Yesterday was my 37 week appointment. I just went last week but I had to go again because my doctor possibly has jury duty next week so she’s not making appointments, lest she have to cancel them. So in again I went this week.
I asked for a cervical check, because I’ve been SO UNCOMFORTABLE and I wanted to know if there was a reason why. Turns out there is. I’m already 3cm dilated, 50% effaced. Of course that doesn’t really mean much, as far as when this baby might come. I think I still have at least 1.5-2 more weeks. And I bet I’ve been dilated for a few weeks already. Who knows. The only thing I do know is that I have no idea.
There was also a bit of a scare yesterday. My fundal height only measured 34 weeks, which was actually a week less than it measured two weeks ago. So I was sent to the ultrasound department to check baby’s growth (which I wasn’t worried about since he was measured by ultrasound last week and was right on track) and my fluid levels (which I was a little concerned about, given my reduced fundal height).

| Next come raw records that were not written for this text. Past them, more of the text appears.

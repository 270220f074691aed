//! Per-item decorations contributed by extensions.
//!
//! A strategy is looked up by the attribute that triggers it. The registry
//! is assembled once at setup and shared read-only afterwards, so every
//! closure it holds is `Send + Sync`.

use std::fmt;

use crate::error::RegistryError;
use crate::model::{AttributeValue, Block, ListItemId, ListType};

use super::tree::MarkerNode;

/// Where a marker node is placed relative to the content it decorates.
#[derive(Debug, Clone, Copy, PartialEq, Eq)]
pub enum Placement {
    /// A sibling rendered right before the content block.
    Before,
    /// Interleaved at the start of the content block's flow.
    Inside,
}

/// Which block of a multi-block item carries the marker.
#[derive(Debug, Clone, Copy, Default, PartialEq, Eq)]
pub enum MarkerTarget {
    #[default]
    FirstBlock,
    LastBlock,
}

/// What a strategy may look at when deciding about one item.
#[derive(Debug, Clone, Copy)]
pub struct ItemContext<'a> {
    pub item_id: &'a ListItemId,
    pub list_type: &'a ListType,
    pub indent: usize,
    /// The block selected by the strategy's [`MarkerTarget`].
    pub block: &'a Block,
}

type Factory = Box<dyn Fn(&AttributeValue, &ItemContext<'_>) -> Option<String> + Send + Sync>;
type InsidePredicate = Box<dyn Fn(&ItemContext<'_>) -> bool + Send + Sync>;
type ViewLength = Box<dyn Fn(&str) -> usize + Send + Sync>;

pub struct MarkerDescriptor {
    name: String,
    attribute: String,
    priority: i32,
    target: MarkerTarget,
    factory: Factory,
    inside: InsidePredicate,
    view_length: ViewLength,
}

impl MarkerDescriptor {
    /// A strategy named `name`, triggered by `attribute`, rendering the text
    /// returned by `factory`. Defaults: priority 0, first block, placed
    /// before the content, zero view length.
    pub fn new(
        name: impl Into<String>,
        attribute: impl Into<String>,
        factory: impl Fn(&AttributeValue, &ItemContext<'_>) -> Option<String> + Send + Sync + 'static,
    ) -> Self {
        Self {
            name: name.into(),
            attribute: attribute.into(),
            priority: 0,
            target: MarkerTarget::default(),
            factory: Box::new(factory),
            inside: Box::new(|_| false),
            view_length: Box::new(|_| 0),
        }
    }

    /// Lower priorities are materialized first.
    pub fn priority(mut self, priority: i32) -> Self {
        self.priority = priority;
        self
    }

    pub fn target(mut self, target: MarkerTarget) -> Self {
        self.target = target;
        self
    }

    pub fn inside(
        mut self,
        predicate: impl Fn(&ItemContext<'_>) -> bool + Send + Sync + 'static,
    ) -> Self {
        self.inside = Box::new(predicate);
        self
    }

    /// Number of view positions an inside marker occupies in front of the
    /// content text.
    pub fn view_length(mut self, length: impl Fn(&str) -> usize + Send + Sync + 'static) -> Self {
        self.view_length = Box::new(length);
        self
    }

    pub fn name(&self) -> &str {
        &self.name
    }

    pub fn attribute(&self) -> &str {
        &self.attribute
    }

    pub fn marker_target(&self) -> MarkerTarget {
        self.target
    }

    /// The marker for the item described by `ctx`, or `None` when the
    /// target block does not carry the trigger attribute.
    pub fn materialize(&self, ctx: &ItemContext<'_>) -> Option<MarkerNode> {
        let value = ctx.block.extra(&self.attribute)?;
        let text = (self.factory)(value, ctx)?;
        let placement = if (self.inside)(ctx) {
            Placement::Inside
        } else {
            Placement::Before
        };
        let view_length = match placement {
            Placement::Inside => (self.view_length)(&text),
            Placement::Before => 0,
        };
        Some(MarkerNode {
            strategy: self.name.clone(),
            text,
            placement,
            view_length,
        })
    }
}

impl fmt::Debug for MarkerDescriptor {
    fn fmt(&self, f: &mut fmt::Formatter<'_>) -> fmt::Result {
        f.debug_struct("MarkerDescriptor")
            .field("name", &self.name)
            .field("attribute", &self.attribute)
            .field("priority", &self.priority)
            .field("target", &self.target)
            .finish_non_exhaustive()
    }
}

pub const TODO_ATTRIBUTE: &str = "todoChecked";
pub const GLYPH_ATTRIBUTE: &str = "listMarkerGlyph";

/// Checkbox rendered inside the first block of any item.
pub fn todo_marker() -> MarkerDescriptor {
    MarkerDescriptor::new("todo", TODO_ATTRIBUTE, |value, _| {
        let checked = value.as_bool()?;
        Some(if checked { "[x]" } else { "[ ]" }.to_string())
    })
    .priority(10)
    .inside(|_| true)
    .view_length(|_| 1)
}

/// Custom bullet glyph. Top-level bulleted items take it inline, everything
/// else gets it as a sibling before the content.
pub fn glyph_marker() -> MarkerDescriptor {
    MarkerDescriptor::new("glyph", GLYPH_ATTRIBUTE, |value, _| {
        value.as_text().map(str::to_string)
    })
    .priority(20)
    .inside(|ctx| *ctx.list_type == ListType::Bulleted && ctx.indent == 0)
}

/// Immutable-after-setup collection of marker strategies, ordered by
/// priority and then by name.
#[derive(Debug, Default)]
pub struct MarkerRegistry {
    strategies: Vec<MarkerDescriptor>,
}

impl MarkerRegistry {
    pub fn new() -> Self {
        Self::default()
    }

    /// Registry holding the `todo` and `glyph` strategies.
    pub fn with_builtins() -> Self {
        Self {
            strategies: vec![todo_marker(), glyph_marker()],
        }
    }

    pub fn register(&mut self, descriptor: MarkerDescriptor) -> Result<(), RegistryError> {
        if self.get(descriptor.name()).is_some() {
            return Err(RegistryError::DuplicateStrategy(descriptor.name));
        }
        if let Some(owner) = self
            .strategies
            .iter()
            .find(|s| s.attribute == descriptor.attribute)
        {
            return Err(RegistryError::DuplicateAttribute {
                attribute: descriptor.attribute,
                strategy: owner.name.clone(),
            });
        }

        let at = self
            .strategies
            .iter()
            .position(|s| (s.priority, &s.name) > (descriptor.priority, &descriptor.name))
            .unwrap_or(self.strategies.len());
        self.strategies.insert(at, descriptor);
        Ok(())
    }

    pub fn get(&self, name: &str) -> Option<&MarkerDescriptor> {
        self.strategies.iter().find(|s| s.name == name)
    }

    pub fn strategies(&self) -> impl Iterator<Item = &MarkerDescriptor> {
        self.strategies.iter()
    }

    /// Trigger attributes of every registered strategy.
    pub fn attributes(&self) -> impl Iterator<Item = &str> {
        self.strategies.iter().map(|s| s.attribute.as_str())
    }

    pub fn is_empty(&self) -> bool {
        self.strategies.is_empty()
    }
}

#[cfg(test)]
mod tests {
    use super::*;
    use crate::model::{BlockContent, BlockId, ListAttributes};
    use std::collections::BTreeMap;

    fn block_with(extra: &[(&str, AttributeValue)]) -> Block {
        Block {
            id: BlockId(1),
            content: BlockContent::paragraph("A"),
            list: Some(ListAttributes::new("a", 0, ListType::Bulleted)),
            extra: extra
                .iter()
                .map(|(name, value)| (name.to_string(), value.clone()))
                .collect::<BTreeMap<_, _>>(),
        }
    }

    fn context<'a>(block: &'a Block, list_type: &'a ListType, indent: usize) -> ItemContext<'a> {
        ItemContext {
            item_id: block.item_id().unwrap(),
            list_type,
            indent,
            block,
        }
    }

    #[test]
    fn test_todo_marker_is_always_inside() {
        let block = block_with(&[(TODO_ATTRIBUTE, AttributeValue::Bool(true))]);
        let marker = todo_marker()
            .materialize(&context(&block, &ListType::Numbered, 2))
            .unwrap();
        assert_eq!(marker.text, "[x]");
        assert_eq!(marker.placement, Placement::Inside);
        assert_eq!(marker.view_length, 1);
    }

    #[test]
    fn test_glyph_placement_depends_on_type_and_depth() {
        let block = block_with(&[(GLYPH_ATTRIBUTE, AttributeValue::Text("→".into()))]);
        let glyph = glyph_marker();

        let root = glyph
            .materialize(&context(&block, &ListType::Bulleted, 0))
            .unwrap();
        let nested = glyph
            .materialize(&context(&block, &ListType::Bulleted, 1))
            .unwrap();
        let numbered = glyph
            .materialize(&context(&block, &ListType::Numbered, 0))
            .unwrap();

        assert_eq!(root.placement, Placement::Inside);
        assert_eq!(nested.placement, Placement::Before);
        assert_eq!(numbered.placement, Placement::Before);
        assert_eq!(nested.view_length, 0);
    }

    #[test]
    fn test_missing_or_mistyped_attribute_yields_nothing() {
        let plain = block_with(&[]);
        assert!(todo_marker()
            .materialize(&context(&plain, &ListType::Bulleted, 0))
            .is_none());

        let wrong = block_with(&[(TODO_ATTRIBUTE, AttributeValue::Text("yes".into()))]);
        assert!(todo_marker()
            .materialize(&context(&wrong, &ListType::Bulleted, 0))
            .is_none());
    }

    #[test]
    fn test_registry_orders_by_priority_and_rejects_duplicates() {
        let mut registry = MarkerRegistry::with_builtins();
        registry
            .register(MarkerDescriptor::new("star", "starred", |_, _| Some("*".into())).priority(15))
            .unwrap();

        let names: Vec<&str> = registry.strategies().map(MarkerDescriptor::name).collect();
        assert_eq!(names, vec!["todo", "star", "glyph"]);

        assert_eq!(
            registry.register(MarkerDescriptor::new("todo", "other", |_, _| None)),
            Err(RegistryError::DuplicateStrategy("todo".into()))
        );
        assert_eq!(
            registry.register(MarkerDescriptor::new("check", TODO_ATTRIBUTE, |_, _| None)),
            Err(RegistryError::DuplicateAttribute {
                attribute: TODO_ATTRIBUTE.into(),
                strategy: "todo".into()
            })
        );
    }
}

My OBGYN thought the reduced fundal height was due to baby coming down into my pelvic bone and I had been feeling a lot of increased pressure this past week (which was why I asked to be checked) so I wasn’t too freaked out but the 1.5 hour wait for the ultrasound was a little nerve wracking.
Fortunately the ultrasound went great. My fluids were fine. The tech had baby boy measuring at 38w3d (about a week ahead of my already adjusted EDD) and he estimated his weight at 7lbs 11oz (+/- a pound). He didn’t think baby boy’s head was that low so who knows why my fundal height has gone down–I’m not letting myself worry about it. Instead I’m trying to find peace in that place where I have to be both ready for baby boy to show up sometimes soon (this requires significant logistical preparations, especially at work since my long term sub isn’t available until the 14th and I haven’t finished grading these state tests I administered and that are due on the 14th) and mentally prepare for him to stay inside a week or two longer. How is one supposed to be ready, simultaneously, for both?! It seems impossible.
This weekend is already really busy but now I have to find time to get those tests graded and to write a week’s worth of sub plans (and make copies, etc). It’s frustrating to think I might do all that and then baby boy won’t even come until the next week (which is what I expect will happen) but it seems like the only responsible thing to do (and the only way to reduce my stress).
Later last night Mi.Vida and I are labor and birth refresher class. I mostly asked about epidurals since that is the probably big difference in this birth compared to the last one. I have to admit, I left feeling not that sure if I should plan to get one. If I’m experiencing back labor I’m pretty sure I’ll need it, unless things progress very, VERY fast. If I’m not having back labor I hope to manage on my own. I suppose I won’t know until I’m in the thick of it and again, I’m trying to be okay with that uncertainty. I’m not letting myself stress too much, the truth is I don’t really have time to stress about this stuff, when work is looming over me the way it is.
No matter what happens, ultimately I’m just grateful that baby boy still seems to be doing well, that we’ve made it this far. My anxiety about something going wrong in these final weeks is mostly manageable and I look forward to meeting my son sometime in the very near, or simply near, future.